To most effectively and efficiently address disruptive behaviours, there needs to be a strong focus on prevention. Many of the known causes of children’s behaviour problems, such as parenting difficulties, can be addressed through prevention programs. There are common elements in the most effective prevention programs. They start early rather than waiting until problems are entrenched. They target high-risk families and attempt to intervene at family and community levels rather than just with the individual child. Their program contents focus on parent training and early child education including social skills training. As well as effectively preventing significant behaviour problems, interventions such as The Incredible Years are also cost-effective in “real world” community settings.6 Based on the strong research findings from this and our previous reviews, we recommend using prevention programs modeled after the characteristics of the most promising programs, namely Fast Track, Perry Preschool, John Hopkins, Nurse Home Visitation and The Incredible Years.
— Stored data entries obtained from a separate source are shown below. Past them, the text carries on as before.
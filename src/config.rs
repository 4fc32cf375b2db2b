//! # Connection configuration
//!
//! ## Environment Variables
//!
//! - `DATABASE_URL` or `MONGODB_URL`: MongoDB connection string
//!   (default `mongodb://host.docker.internal:27017/cinema`)
//! - `MONGODB_SERVER_SELECTION_TIMEOUT_MS`: upper bound for the initial connect, in milliseconds
//! - `MONGODB_APP_NAME`: application name reported to the server

use std::time::Duration;

use crate::errors::ConfigError;

pub const DEFAULT_DATABASE_URL: &str = "mongodb://host.docker.internal:27017/cinema";

/// Options handed through to the driver.
#[derive(Debug, Clone, PartialEq, Eq)]
pub struct DriverOptions {
    /// Accepted for compatibility with older deployments. Has no effect.
    pub use_new_url_parser: bool,
    pub server_selection_timeout: Option<Duration>,
    pub app_name: Option<String>,
}

impl Default for DriverOptions {
    fn default() -> Self {
        Self {
            use_new_url_parser: true,
            server_selection_timeout: None,
            app_name: None,
        }
    }
}

#[derive(Debug, Clone, PartialEq, Eq)]
pub struct ConnectionConfig {
    uri: String,
    pub options: DriverOptions,
}

impl Default for ConnectionConfig {
    fn default() -> Self {
        Self {
            uri: DEFAULT_DATABASE_URL.to_string(),
            options: DriverOptions::default(),
        }
    }
}

impl ConnectionConfig {
    pub fn new(uri: impl Into<String>) -> Result<Self, ConfigError> {
        let uri = uri.into();
        if uri.trim().is_empty() {
            return Err(ConfigError::EmptyUri);
        }

        Ok(Self {
            uri,
            options: DriverOptions::default(),
        })
    }

    pub fn with_server_selection_timeout(mut self, timeout: Duration) -> Self {
        self.options.server_selection_timeout = Some(timeout);
        self
    }

    pub fn with_app_name(mut self, name: impl Into<String>) -> Self {
        self.options.app_name = Some(name.into());
        self
    }

    pub fn uri(&self) -> &str {
        &self.uri
    }

    /// Loads `.env` if present, then reads the process environment.
    pub fn from_env() -> Result<Self, ConfigError> {
        dotenvy::dotenv().ok();

        Self::from_lookup(|name| std::env::var(name).ok())
    }

    pub fn from_lookup<F>(lookup: F) -> Result<Self, ConfigError>
    where
        F: Fn(&str) -> Option<String>,
    {
        let uri = lookup("DATABASE_URL")
            .or_else(|| lookup("MONGODB_URL"))
            .unwrap_or_else(|| DEFAULT_DATABASE_URL.to_string());

        let mut config = Self::new(uri)?;

        if let Some(raw) = lookup("MONGODB_SERVER_SELECTION_TIMEOUT_MS") {
            let millis = raw
                .trim()
                .parse::<u64>()
                .map_err(|_| ConfigError::InvalidTimeout { value: raw.clone() })?;
            config = config.with_server_selection_timeout(Duration::from_millis(millis));
        }

        if let Some(name) = lookup("MONGODB_APP_NAME").filter(|n| !n.is_empty()) {
            config = config.with_app_name(name);
        }

        Ok(config)
    }
}

/// Masks the user-info part of a connection string so it can be logged.
pub fn redact_uri(uri: &str) -> String {
    let Some((scheme, rest)) = uri.split_once("://") else {
        return uri.to_string();
    };

    let authority_end = rest.find(['/', '?']).unwrap_or(rest.len());
    let (authority, tail) = rest.split_at(authority_end);

    match authority.rsplit_once('@') {
        Some((_, hosts)) => format!("{scheme}://***@{hosts}{tail}"),
        None => uri.to_string(),
    }
}

#[cfg(test)]
mod tests {
    use super::*;
    use std::collections::HashMap;

    fn lookup_from(pairs: &[(&str, &str)]) -> impl Fn(&str) -> Option<String> {
        let vars: HashMap<String, String> = pairs
            .iter()
            .map(|(k, v)| (k.to_string(), v.to_string()))
            .collect();
        move |name| vars.get(name).cloned()
    }

    #[test]
    fn test_default_endpoint() {
        let config = ConnectionConfig::from_lookup(lookup_from(&[])).unwrap();
        assert_eq!(config.uri(), DEFAULT_DATABASE_URL);
        assert!(config.options.use_new_url_parser);
        assert_eq!(config.options.server_selection_timeout, None);
    }

    #[test]
    fn test_database_url_wins_over_mongodb_url() {
        let config = ConnectionConfig::from_lookup(lookup_from(&[
            ("DATABASE_URL", "mongodb://a:27017/one"),
            ("MONGODB_URL", "mongodb://b:27017/two"),
        ]))
        .unwrap();
        assert_eq!(config.uri(), "mongodb://a:27017/one");
    }

    #[test]
    fn test_mongodb_url_fallback() {
        let config =
            ConnectionConfig::from_lookup(lookup_from(&[("MONGODB_URL", "mongodb://b:27017/two")]))
                .unwrap();
        assert_eq!(config.uri(), "mongodb://b:27017/two");
    }

    #[test]
    fn test_empty_uri_rejected() {
        assert!(matches!(
            ConnectionConfig::new("  "),
            Err(ConfigError::EmptyUri)
        ));
        assert!(matches!(
            ConnectionConfig::from_lookup(lookup_from(&[("DATABASE_URL", "")])),
            Err(ConfigError::EmptyUri)
        ));
    }

    #[test]
    fn test_timeout_and_app_name() {
        let config = ConnectionConfig::from_lookup(lookup_from(&[
            ("MONGODB_SERVER_SELECTION_TIMEOUT_MS", "250"),
            ("MONGODB_APP_NAME", "cinema"),
        ]))
        .unwrap();
        assert_eq!(
            config.options.server_selection_timeout,
            Some(Duration::from_millis(250))
        );
        assert_eq!(config.options.app_name.as_deref(), Some("cinema"));
    }

    #[test]
    fn test_bad_timeout() {
        let err = ConnectionConfig::from_lookup(lookup_from(&[(
            "MONGODB_SERVER_SELECTION_TIMEOUT_MS",
            "soon",
        )]))
        .unwrap_err();
        assert!(matches!(err, ConfigError::InvalidTimeout { value } if value == "soon"));
    }

    #[test]
    fn test_redact_uri() {
        assert_eq!(
            redact_uri("mongodb://user:pa@ss@db:27017/cinema?authSource=admin"),
            "mongodb://***@db:27017/cinema?authSource=admin"
        );
        assert_eq!(redact_uri(DEFAULT_DATABASE_URL), DEFAULT_DATABASE_URL);
        assert_eq!(redact_uri("not a uri"), "not a uri");
    }
}
use tracing_subscriber::EnvFilter;

/// Installs the global `tracing` subscriber. Safe to call more than once.
///
/// The filter comes from `RUST_LOG` and defaults to `info`.
pub fn init() {
    let filter = EnvFilter::try_from_default_env().unwrap_or_else(|_| EnvFilter::new("info"));

    let _ = tracing_subscriber::fmt()
        .with_env_filter(filter)
        .with_target(true)
        .try_init();
}
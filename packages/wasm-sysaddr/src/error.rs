/// Why an address could not be converted.
///
/// `UnsupportedWitnessVersion` is reported for well-formed segwit addresses of the
/// configured network; every other Bech32 failure falls through to the Base58Check
/// attempt and, if that fails too, surfaces as `InvalidAddress`.
#[derive(Debug, Clone, PartialEq, Eq, thiserror::Error)]
pub enum ConversionError {
    #[error("Address must be a non-empty string")]
    EmptyInput,

    #[error(
        "Unsupported SegWit version ({0}): Taproot (v1) or future versions cannot be converted"
    )]
    UnsupportedWitnessVersion(u8),

    #[error("Invalid address: Not valid Base58 ({detail}) or supported Bech32 HRP '{hrp}'")]
    InvalidAddress { detail: String, hrp: &'static str },

    #[error("Invalid Base58 prefix: Expected {expected}, got {actual}")]
    UnsupportedPrefix { expected: u8, actual: u8 },

    #[error("Invalid P2PKH payload length: {actual} bytes (expected {expected})")]
    InvalidPayloadLength { expected: usize, actual: usize },

    #[error("Failed to encode P2PKH to Bech32: {0}")]
    EncodingFailed(String),

    #[error("Internal Error: Invalid SegWit v0 program length after decode: {0} bytes")]
    InternalInvariantViolation(usize),
}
Treatment for clinically significant disruptive behaviours is nevertheless vitally important when prevention has not been possible. For children with CD, treatment should be modeled after the most promising programs including: The Incredible Years; Behavioural Parent Training; Parent Training; and Multidimensional Treatment Foster Care. (MST is discussed in our next article.) These interventions address behaviour concerns within the broader social contexts where they occur and focus on reducing factors that play a role in the development and continuation of behaviour problems such as parenting difficulties. Overall, by making early investments in effective prevention and treatment interventions, the benefits to children, families and society can be maximized.

References:

1. Waddell et al. 2004. Preventing and treating conduct disorder in children and youth. Vancouver, BC: UBC.

2. Larmar et al. 2006. Successes and challenges in preventing conduct problems in Australian preschool-aged children through the Early Impact (EI) Program. Behaviour Change, 23(2), 121-137.

3. Tolan et al. 2004. Supporting families in a high-risk setting: proximal effects of the SAFEChildren prevention intervention. Journal of Consulting and Clinical Psychology, 72(5), 855-869.

4. August et al. 2003. Dissemination of an evidence-based prevention innovation for aggressive children living in culturally diverse, urban neighborhood: The Early Risers effectiveness study. Prevention Science, 4(4), 271-286.

5. August et al. 2004. Maintenance effects of an evidence-based prevention innovation for aggressive children living in culturally diverse urban neighborhood: The Early Risers effectiveness study. Journal of Emotional and Behavioral Disorders, 12(4), 194-205.

6. Edwards et al. 2007. Parenting programme for parents of children at risk of developing conduct disorder: cost effectiveness analysis. British Medical Journal, 334(7595), 682.